What’s fueling the M&A frenzy?

SAN DIEGO — What’s driving the furious pace of RIA mergers and acquisitions that’s expected to result in a record number of deals by the end of the year?

M&A professionals discussed factors that are fueling one of the industry’s biggest stories of 2019 at a roundtable panel at Schwab’s annual Impact conference:

Scale: “Succession planning has traditionally been the main force behind M&A, but scale is now the primary driver,” according to David DeVoe, managing partner of DeVoe & Co., a San Francisco-based consultancy.

DeVoe pointed to recent deals in which sellers had billion-dollar-plus AUMs as “great examples” of why scale is driving dealmaking, including HighTower’s purchase of Schultz Collins in San Francisco, Wealth Enhancement Group’s acquisition of RCL Advisors in New York and AEPG Wealth Strategies in New Jersey as well as private equity firm Lovell Minnick taking a stake in New Jersey-based Pathstone.

All the acquired RIAs, felt they needed additional resources to compete in an increasingly competitive market despite their large size, DeVoe said.

Rush Benton and David DeVoe at Schwab Impact 1119.jpg
M&A consultant David DeVoe, left , and Captrust senior director Rush Benton at Schwab's Impact conference in San Diego.
Barak Shrama Photography

“We’re seeing more firms with over $1 billion in assets come to market,” noted veteran M&A dealmaker Rush Benton, senior director for strategic acquirer Captrust. “RIAs with $3 billion and $5 billion in AUM are telling us, ‘we don’t scale either.’”

Talent and tech: “A lot of firms are coming to the realization that their talent is at risk if they don’t step up their game,” said Kevin Corbett, head of strategic initiatives for Mariner Wealth Advisors, one of the industry’s most active strategic acquirers. “Good people are hard to find and they want to take advantage of the best career opportunities they can. If the firm they’re with can’t give it to them, someone else will.”

Many RIAs are also realizing that their tech stacks have become outdated and that partnering with a larger firm makes more sense than a big capital spend on tech, the panelists agreed.

“It’s really eye-opening when advisors see a tech department with over 30 people,” Benton said. “They realize what’s possible.”

FOMO: “You’re seeing more fear of missing out,” said Tony Parkin, vice president, business consulting for Schwab Advisor Services. “Valuations are high, competitors are getting bigger and everyone needs talent. There’s just more pressure to do deals. It’s hand-to-hand combat out there.”

Indeed, in today’s market, buyers — many capitalized by private equity firms — are lining up at sellers’ doors. Benton said Captrust was one of 30 buyers wooing an RIA that recently went up for sale.

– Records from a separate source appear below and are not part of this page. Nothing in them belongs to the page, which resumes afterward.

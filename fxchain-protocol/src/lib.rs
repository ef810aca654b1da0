//! fxchain Serial Command Protocol
//!
//! This crate defines the command/response protocol between a host and the
//! filter-chain audio unit, plus the codec that moves filter chains across
//! it. Everything here is pure data transformation; the I/O loop lives in
//! `fxchain-core`.
//!
//! # Protocol Overview
//!
//! Every command is a fixed 16-byte frame, right-padded with ASCII `'0'`:
//! ```text
//! ┌────────┬─────────────────────┬──────────────────┐
//! │ OPCODE │ PAYLOAD             │ PADDING ('0')    │
//! │ 1B     │ 0–15B               │ to 16B total     │
//! └────────┴─────────────────────┴──────────────────┘
//! ```
//!
//! The device answers each frame with one line of text (`"Noop"`,
//! `"Filter"`, `"Get:44000"`...). Raw byte values in download records are
//! shifted up by 32 so they never collide with ASCII control codes.
//!
//! Exactly one command is in flight at a time. Multi-frame operations
//! (apply, download) are modelled as explicit state machines in
//! [`sequence`].

#![no_std]
#![deny(unsafe_code)]

pub mod filter;
pub mod frame;
pub mod messages;
pub mod record;
pub mod reply;
pub mod sequence;

pub use filter::{
    parse_byte_list, FilterDefinition, FilterError, FilterKind, FilterList, MAX_FILTERS,
    MAX_WIRE_VALUE,
};
pub use frame::{CommandFrame, FrameError, Response, FRAME_LEN, FRAME_PAD, MAX_RESPONSE_LEN};
pub use messages::{Command, Expect};
pub use record::{decode_record, encode_record, RECORD_LEN, WIRE_OFFSET};
pub use reply::{Malformed, ReplyError};
pub use sequence::{ApplySequence, ApplyStep, DownloadSequence, DownloadStep, TooManyFilters};
//! Controller errors

use fxchain_hal::TransportError;
use fxchain_protocol::{FrameError, Malformed, ReplyError, Response};
use thiserror::Error;

/// A value rejected before anything was sent
#[derive(Debug, Clone, Copy, PartialEq, Eq, Error)]
#[cfg_attr(feature = "defmt", derive(defmt::Format))]
pub enum RangeError {
    #[error("frequency {0} Hz is outside 1-44000")]
    Frequency(u32),
    #[error("storage block {0} is outside 0-255")]
    Block(u32),
    #[error("{0} filters do not fit the one-byte upload count")]
    FilterCount(usize),
}

/// Errors returned by [`DeviceController`](crate::DeviceController)
#[derive(Debug, Clone, PartialEq, Eq, Error)]
#[cfg_attr(feature = "defmt", derive(defmt::Format))]
pub enum ControllerError {
    /// Operation requires a connected session
    #[error("device is not connected")]
    NotConnected,
    /// The link failed underneath the command
    #[error("transport: {0}")]
    Transport(TransportError),
    /// The device answered something other than the expected acknowledgement
    #[error("expected \"{expected}\", device answered \"{received}\"")]
    ProtocolMismatch {
        expected: &'static str,
        received: Response,
    },
    /// Argument rejected client-side; no I/O happened
    #[error(transparent)]
    Range(#[from] RangeError),
    /// Reply carried the right prefix but an unusable value
    #[error("malformed response: {0}")]
    MalformedResponse(Malformed),
    /// Command could not be encoded; nothing was written
    #[error("command does not fit a frame: {0:?}")]
    Encode(FrameError),
}

impl ControllerError {
    /// Firmware error code, if the device answered `"Error: <code>"`
    pub fn device_error_code(&self) -> Option<u16> {
        match self {
            ControllerError::ProtocolMismatch { received, .. } => received.device_error_code(),
            _ => None,
        }
    }

    pub fn is_transport(&self) -> bool {
        matches!(self, ControllerError::Transport(_))
    }
}

impl From<TransportError> for ControllerError {
    fn from(e: TransportError) -> Self {
        ControllerError::Transport(e)
    }
}

impl From<FrameError> for ControllerError {
    fn from(e: FrameError) -> Self {
        ControllerError::Encode(e)
    }
}

impl From<Malformed> for ControllerError {
    fn from(e: Malformed) -> Self {
        ControllerError::MalformedResponse(e)
    }
}

impl From<ReplyError> for ControllerError {
    fn from(e: ReplyError) -> Self {
        match e {
            ReplyError::Mismatch { expected, received } => {
                ControllerError::ProtocolMismatch { expected, received }
            }
            ReplyError::Malformed(m) => ControllerError::MalformedResponse(m),
            // The controller stops feeding a sequence once it finishes
            ReplyError::Unsolicited => ControllerError::ProtocolMismatch {
                expected: "",
                received: Response::empty(),
            },
        }
    }
}
//! Download record encoding
//!
//! The device prints each stored filter as 8 characters after the
//! `"Download:"` prefix. Every raw byte is shifted up by [`WIRE_OFFSET`] so
//! the line never contains control codes (0-31), which means raw values
//! above 223 cannot be represented.

use crate::filter::MAX_WIRE_VALUE;
use crate::reply::Malformed;

/// Offset added to every raw record byte on the wire
pub const WIRE_OFFSET: u8 = 32;

/// Bytes per filter record
pub const RECORD_LEN: usize = 8;

/// Decode an offset-encoded record body into raw bytes
pub fn decode_record(body: &[u8]) -> Result<[u8; RECORD_LEN], Malformed> {
    if body.len() != RECORD_LEN {
        return Err(Malformed::BadRecordLength(body.len()));
    }

    let mut raw = [0u8; RECORD_LEN];
    for (slot, &byte) in raw.iter_mut().zip(body) {
        *slot = byte
            .checked_sub(WIRE_OFFSET)
            .ok_or(Malformed::ByteBelowOffset(byte))?;
    }
    Ok(raw)
}

/// Encode raw record bytes for the wire
///
/// Returns `None` if any value is above [`MAX_WIRE_VALUE`].
pub fn encode_record(raw: &[u8; RECORD_LEN]) -> Option<[u8; RECORD_LEN]> {
    if raw.iter().any(|&v| v > MAX_WIRE_VALUE) {
        return None;
    }
    Some(raw.map(|v| v + WIRE_OFFSET))
}
impl<L: TransportLink> DeviceController<L> {
    /// Wrap a link; nothing is opened or sent until [`connect`](Self::connect)
    pub fn new(link: L) -> Self {
        Self {
            channel: CommandChannel::new(link),
            session: DeviceSession::new(),
        }
    }

    /// Open the link if needed and perform the no-op handshake
    ///
    /// On a wrong or missing reply the link stays open and the session is
    /// left disconnected.
    pub fn connect(&mut self) -> Result<(), ControllerError> {
        let result = self.handshake();
        if result.is_err() {
            self.session.handle(Event::HandshakeFailed);
        }
        self.finish(result)
    }

    /// Stop the running chain; the device falls back to passthrough
    pub fn halt(&mut self) -> Result<(), ControllerError> {
        let result = self.acknowledged(Command::Halt, ACK_HALT);
        if result.is_ok() {
            self.session.handle(Event::HaltAcknowledged);
        }
        self.finish(result)
    }

    /// Close the link
    ///
    /// Succeeds if the link reports closed afterwards, whatever `close`
    /// itself returned.
    pub fn disconnect(&mut self) -> Result<(), ControllerError> {
        let result = self.close_link();
        self.finish(result)
    }

    /// Upload `filters` in order and start them
    ///
    /// Takes `N + 2` exchanges. The first unexpected reply aborts the
    /// upload; the device keeps whatever it accepted up to that point and
    /// the running state is left as it was.
    pub fn set_filters(&mut self, filters: &[FilterDefinition]) -> Result<(), ControllerError> {
        let result = self.apply(filters);
        self.finish(result)
    }

    /// Set the sample frequency (1-44000 Hz)
    pub fn set_frequency(&mut self, hz: u32) -> Result<(), ControllerError> {
        let result = self.ensure_connected().and_then(|_| {
            let hz = u16::try_from(hz)
                .ok()
                .filter(|_| (MIN_FREQUENCY_HZ..=MAX_FREQUENCY_HZ).contains(&hz))
                .ok_or(RangeError::Frequency(hz))?;
            self.acknowledged(Command::SetFrequency { hz }, ACK_SET)
        });
        self.finish(result)
    }

    /// Read back the sample frequency
    pub fn get_frequency(&mut self) -> Result<u32, ControllerError> {
        let result = self
            .exchange(Command::GetFrequency)
            .and_then(|response| Ok(parse_frequency(&response)?));
        self.finish(result)
    }

    /// Read the device's current chain, in device order
    pub fn download(&mut self) -> Result<FilterList, ControllerError> {
        let result = self.fetch_chain();
        self.finish(result)
    }

    /// Save the device's current chain to `block`
    pub fn save(&mut self, block: u32) -> Result<(), ControllerError> {
        let result = self.ensure_connected().and_then(|_| {
            let block = StorageBlock::new(block)?;
            self.acknowledged(
                Command::Save {
                    block: block.index(),
                },
                ACK_SAVED,
            )
        });
        self.finish(result)
    }

    /// Load the chain stored in `block`
    ///
    /// The session state is unchanged; only an apply marks it running.
    pub fn load(&mut self, block: u32) -> Result<(), ControllerError> {
        let result = self.ensure_connected().and_then(|_| {
            let block = StorageBlock::new(block)?;
            self.acknowledged(
                Command::Load {
                    block: block.index(),
                },
                ACK_LOADED,
            )
        });
        self.finish(result)
    }

    pub fn is_connected(&self) -> bool {
        self.session.is_connected()
    }

    pub fn is_running(&self) -> bool {
        self.session.is_running()
    }

    pub fn state(&self) -> State {
        self.session.state()
    }

    /// Most recent failure of any operation
    pub fn last_error(&self) -> Option<&ControllerError> {
        self.session.last_error()
    }

    /// Forget the recorded failure
    pub fn clear_error(&mut self) {
        self.session.clear_error();
    }

    pub fn session(&self) -> &DeviceSession {
        &self.session
    }

    pub fn channel(&self) -> &CommandChannel<L> {
        &self.channel
    }

    pub fn link(&self) -> &L {
        self.channel.link()
    }

    pub fn link_mut(&mut self) -> &mut L {
        self.channel.link_mut()
    }

    pub fn into_link(self) -> L {
        self.channel.into_link()
    }

    fn handshake(&mut self) -> Result<(), ControllerError> {
        if !self.channel.link().is_open() {
            self.channel.link_mut().open()?;
            info!("link opened");
        }
        if !self.channel.link().is_open() {
            return Err(TransportError::NotOpen.into());
        }

        let response = self.channel.send(&Command::Noop)?;
        expect_ack(&response, ACK_NOOP)?;
        self.session.handle(Event::HandshakeSucceeded);
        info!("device connected");
        Ok(())
    }

    fn close_link(&mut self) -> Result<(), ControllerError> {
        self.ensure_connected()?;

        let closed = self.channel.link_mut().close();
        if self.channel.link().is_open() {
            return Err(closed.err().unwrap_or(TransportError::Close).into());
        }
        if let Err(e) = closed {
            warn!("close reported {} but link is closed", e);
        }

        self.session.handle(Event::Closed);
        info!("device disconnected");
        Ok(())
    }

    fn apply(&mut self, filters: &[FilterDefinition]) -> Result<(), ControllerError> {
        self.ensure_connected()?;
        let mut sequence =
            ApplySequence::new(filters).map_err(|e| RangeError::FilterCount(e.count))?;

        while let Some(command) = sequence.next_command() {
            let response = self.channel.send(&command)?;
            sequence.accept(&response)?;
        }

        self.session.handle(Event::FiltersApplied);
        info!(
            "applied {} filters in {} exchanges",
            filters.len(),
            sequence.exchanges()
        );
        Ok(())
    }

    fn fetch_chain(&mut self) -> Result<FilterList, ControllerError> {
        self.ensure_connected()?;
        let mut sequence = DownloadSequence::new();

        while let Some(command) = sequence.next_command() {
            let response = self.channel.send(&command)?;
            sequence.accept(&response)?;
        }

        // The loop only ends early through `?`
        sequence
            .into_filters()
            .ok_or_else(|| ControllerError::ProtocolMismatch {
                expected: PREFIX_DOWNLOAD,
                received: Response::empty(),
            })
    }

    /// Send one command and return the raw reply
    fn exchange(&mut self, command: Command<'_>) -> Result<Response, ControllerError> {
        self.ensure_connected()?;
        Ok(self.channel.send(&command)?)
    }

    /// Send one command that must be answered with exactly `ack`
    fn acknowledged(
        &mut self,
        command: Command<'_>,
        ack: &'static str,
    ) -> Result<(), ControllerError> {
        let response = self.exchange(command)?;
        expect_ack(&response, ack)?;
        Ok(())
    }

    fn ensure_connected(&mut self) -> Result<(), ControllerError> {
        if self.session.is_connected() && !self.channel.link().is_open() {
            self.session.handle(Event::LinkLost);
        }
        if self.session.is_connected() {
            Ok(())
        } else {
            Err(ControllerError::NotConnected)
        }
    }

    /// Record a failure and notice a link that went away under it
    fn finish<T>(&mut self, result: Result<T, ControllerError>) -> Result<T, ControllerError> {
        if let Err(e) = &result {
            warn!("{}", e);
            if e.is_transport() && !self.channel.link().is_open() {
                self.session.handle(Event::LinkLost);
            }
            self.session.record_error(e.clone());
        }
        result
    }
}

The market is further fueled by RIAs fearful of a decline in the market and a subsequent drop in the value of their firms, which is so closely tied to AUM. “It’s a pressure point,” said DeVoe. “Firms are wondering what will happen if they wait too long.”

Better deal terms: Sellers are receiving more cash at closing and “shorter and sweeter” earnouts, Benton said. “More cash when the deal closes means less risk for the seller,” he noted.

What’s more, deal structure has become more important to sellers, who are now in a position to demand — and receive — more favorable terms, according to DeVoe.